//! Line-oriented interactive session over the calculator form.

use crate::render::{self, OutputFormat};
use anyhow::{Result, anyhow, bail};
use hedge_calc_form::{FormField, HedgeForm};
use std::io::{BufRead, Write};

const HELP: &str = "\
Commands:
  set <field> <value>   update a field (value may be empty)
  show                  print inputs and the current panel
  calculate | calc      validate and calculate
  reset                 restore default inputs
  fields                list fields, defaults and help
  help                  show this message
  quit | exit           leave the session";

/// A parsed session command.
#[derive(Debug, Clone, PartialEq, Eq)]
pub enum Command {
    Set(FormField, String),
    Show,
    Calculate,
    Reset,
    Fields,
    Help,
    Quit,
}

/// Parses one input line. Blank lines yield `None`.
pub fn parse_command(line: &str) -> Result<Option<Command>> {
    let line = line.trim();
    if line.is_empty() {
        return Ok(None);
    }

    let (verb, rest) = line
        .split_once(char::is_whitespace)
        .map_or((line, ""), |(verb, rest)| (verb, rest.trim_start()));

    let command = match verb.to_ascii_lowercase().as_str() {
        "set" => {
            if rest.is_empty() {
                bail!("usage: set <field> <value>");
            }
            let (name, value) = rest
                .split_once(char::is_whitespace)
                .map_or((rest, ""), |(name, value)| (name, value.trim()));
            let field = name.parse::<FormField>()?;
            Command::Set(field, value.to_string())
        }
        "show" => Command::Show,
        "calculate" | "calc" => Command::Calculate,
        "reset" => Command::Reset,
        "fields" => Command::Fields,
        "help" | "?" => Command::Help,
        "quit" | "exit" => Command::Quit,
        other => return Err(anyhow!("unknown command '{other}', type 'help' for a list")),
    };

    Ok(Some(command))
}

/// Runs commands from `input` until it is exhausted or `quit` is read.
///
/// Bad commands are reported on `output` and the session continues.
pub fn run<R: BufRead, W: Write>(
    form: &mut HedgeForm,
    input: R,
    output: &mut W,
    format: OutputFormat,
) -> Result<()> {
    writeln!(output, "Hedge calculator. Type 'help' for commands.")?;
    write!(output, "> ")?;
    output.flush()?;

    for line in input.lines() {
        let line = line?;
        match parse_command(&line) {
            Ok(Some(Command::Quit)) => break,
            Ok(Some(command)) => execute(form, command, output, format)?,
            Ok(None) => {}
            Err(e) => writeln!(output, "{e}")?,
        }
        write!(output, "> ")?;
        output.flush()?;
    }

    writeln!(output)?;
    Ok(())
}

fn execute<W: Write>(
    form: &mut HedgeForm,
    command: Command,
    output: &mut W,
    format: OutputFormat,
) -> Result<()> {
    match command {
        Command::Set(field, value) => form.set(field, value),
        Command::Show => writeln!(output, "{}", render::form_summary(form, format))?,
        Command::Calculate => {
            let panel = match form.calculate() {
                Ok(result) => render::result_panel(result, format),
                Err(e) => render::error_panel(&e.to_string(), format),
            };
            writeln!(output, "{panel}")?;
        }
        Command::Reset => form.reset(),
        Command::Fields => writeln!(output, "{}", render::fields_table())?,
        Command::Help => writeln!(output, "{HELP}")?,
        Command::Quit => {}
    }
    Ok(())
}

#[cfg(test)]
mod tests {
    use super::*;
    use hedge_calc_form::FormPhase;
    use std::io::Cursor;

    #[test]
    fn test_parse_commands() {
        assert_eq!(parse_command("   ").unwrap(), None);
        assert_eq!(parse_command("calc").unwrap(), Some(Command::Calculate));
        assert_eq!(parse_command("EXIT").unwrap(), Some(Command::Quit));
        assert_eq!(
            parse_command("set token1_symbol  wrapped sonic ").unwrap(),
            Some(Command::Set(
                FormField::Token1Symbol,
                "wrapped sonic".to_string()
            ))
        );
        assert_eq!(
            parse_command("set lowerBound").unwrap(),
            Some(Command::Set(FormField::LowerBound, String::new()))
        );
    }

    #[test]
    fn test_parse_errors() {
        assert!(parse_command("set").is_err());
        assert!(parse_command("set token3Price 1").is_err());
        assert!(parse_command("launch").is_err());
    }

    #[test]
    fn test_session_flow() {
        let script = "set totalLiquidity abc\ncalculate\nbogus\nset totalLiquidity 2000\ncalc\nquit\nshow\n";
        let mut form = HedgeForm::default();
        let mut output = Vec::new();

        run(&mut form, Cursor::new(script), &mut output, OutputFormat::Table).unwrap();
        let text = String::from_utf8(output).unwrap();

        assert!(text.contains("Error: Total Liquidity (USD) must be a number"));
        assert!(text.contains("unknown command 'bogus'"));
        assert!(text.contains("S/WETH"));
        assert!(!text.contains("State:"));
        assert_eq!(form.phase(), FormPhase::Displaying);
        assert_eq!(form.get(FormField::TotalLiquidity), "2000");
    }

    #[test]
    fn test_reset_command() {
        let mut form = HedgeForm::default();
        let mut output = Vec::new();

        run(
            &mut form,
            Cursor::new("set token2Symbol USDC\nreset\n"),
            &mut output,
            OutputFormat::Json,
        )
        .unwrap();

        assert_eq!(form.get(FormField::Token2Symbol), "WETH");
    }
}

---*---

» Exercise description
Restate the material above word for word, leaving nothing out.

» Worked solution
//! Line-oriented interactive session over the calculator form.

use crate::render::{self, OutputFormat};
use anyhow::{Result, anyhow, bail};
use hedge_calc_form::{FormField, HedgeForm};
use std::io::{BufRead, Write};

const HELP: &str = "\
Commands:
  set <field> <value>   update a field (value may be empty)
  show                  print inputs and the current panel
  calculate | calc      validate and calculate
  reset                 restore default inputs
  fields                list fields, defaults and help
  help                  show this message
  quit | exit           leave the session";

/// A parsed session command.
#[derive(Debug, Clone, PartialEq, Eq)]
pub enum Command {
    Set(FormField, String),
    Show,
    Calculate,
    Reset,
    Fields,
    Help,
    Quit,
}

/// Parses one input line. Blank lines yield `None`.
pub fn parse_command(line: &str) -> Result<Option<Command>> {
    let line = line.trim();
    if line.is_empty() {
        return Ok(None);
    }

    let (verb, rest) = line
        .split_once(char::is_whitespace)
        .map_or((line, ""), |(verb, rest)| (verb, rest.trim_start()));

    let command = match verb.to_ascii_lowercase().as_str() {
        "set" => {
            if rest.is_empty() {
                bail!("usage: set <field> <value>");
            }
            let (name, value) = rest
                .split_once(char::is_whitespace)
                .map_or((rest, ""), |(name, value)| (name, value.trim()));
            let field = name.parse::<FormField>()?;
            Command::Set(field, value.to_string())
        }
        "show" => Command::Show,
        "calculate" | "calc" => Command::Calculate,
        "reset" => Command::Reset,
        "fields" => Command::Fields,
        "help" | "?" => Command::Help,
        "quit" | "exit" => Command::Quit,
        other => return Err(anyhow!("unknown command '{other}', type 'help' for a list")),
    };

    Ok(Some(command))
}

/// Runs commands from `input` until it is exhausted or `quit` is read.
///
/// Bad commands are reported on `output` and the session continues.
pub fn run<R: BufRead, W: Write>(
    form: &mut HedgeForm,
    input: R,
    output: &mut W,
    format: OutputFormat,
) -> Result<()> {
    writeln!(output, "Hedge calculator. Type 'help' for commands.")?;
    write!(output, "> ")?;
    output.flush()?;

    for line in input.lines() {
        let line = line?;
        match parse_command(&line) {
            Ok(Some(Command::Quit)) => break,
            Ok(Some(command)) => execute(form, command, output, format)?,
            Ok(None) => {}
            Err(e) => writeln!(output, "{e}")?,
        }
        write!(output, "> ")?;
        output.flush()?;
    }

    writeln!(output)?;
    Ok(())
}

fn execute<W: Write>(
    form: &mut HedgeForm,
    command: Command,
    output: &mut W,
    format: OutputFormat,
) -> Result<()> {
    match command {
        Command::Set(field, value) => form.set(field, value),
        Command::Show => writeln!(output, "{}", render::form_summary(form, format))?,
        Command::Calculate => {
            let panel = match form.calculate() {
                Ok(result) => render::result_panel(result, format),
                Err(e) => render::error_panel(&e.to_string(), format),
            };
            writeln!(output, "{panel}")?;
        }
        Command::Reset => form.reset(),
        Command::Fields => writeln!(output, "{}", render::fields_table())?,
        Command::Help => writeln!(output, "{HELP}")?,
        Command::Quit => {}
    }
    Ok(())
}

#[cfg(test)]
mod tests {
    use super::*;
    use hedge_calc_form::FormPhase;
    use std::io::Cursor;

    #[test]
    fn test_parse_commands() {
        assert_eq!(parse_command("   ").unwrap(), None);
        assert_eq!(parse_command("calc").unwrap(), Some(Command::Calculate));
        assert_eq!(parse_command("EXIT").unwrap(), Some(Command::Quit));
        assert_eq!(
            parse_command("set token1_symbol  wrapped sonic ").unwrap(),
            Some(Command::Set(
                FormField::Token1Symbol,
                "wrapped sonic".to_string()
            ))
        );
        assert_eq!(
            parse_command("set lowerBound").unwrap(),
            Some(Command::Set(FormField::LowerBound, String::new()))
        );
    }

    #[test]
    fn test_parse_errors() {
        assert!(parse_command("set").is_err());
        assert!(parse_command("set token3Price 1").is_err());
        assert!(parse_command("launch").is_err());
    }

    #[test]
    fn test_session_flow() {
        let script = "set totalLiquidity abc\ncalculate\nbogus\nset totalLiquidity 2000\ncalc\nquit\nshow\n";
        let mut form = HedgeForm::default();
        let mut output = Vec::new();

        run(&mut form, Cursor::new(script), &mut output, OutputFormat::Table).unwrap();
        let text = String::from_utf8(output).unwrap();

        assert!(text.contains("Error: Total Liquidity (USD) must be a number"));
        assert!(text.contains("unknown command 'bogus'"));
        assert!(text.contains("S/WETH"));
        assert!(!text.contains("State:"));
        assert_eq!(form.phase(), FormPhase::Displaying);
        assert_eq!(form.get(FormField::TotalLiquidity), "2000");
    }

    #[test]
    fn test_reset_command() {
        let mut form = HedgeForm::default();
        let mut output = Vec::new();

        run(
            &mut form,
            Cursor::new("set token2Symbol USDC\nreset\n"),
            &mut output,
            OutputFormat::Json,
        )
        .unwrap();

        assert_eq!(form.get(FormField::Token2Symbol), "WETH");
    }
}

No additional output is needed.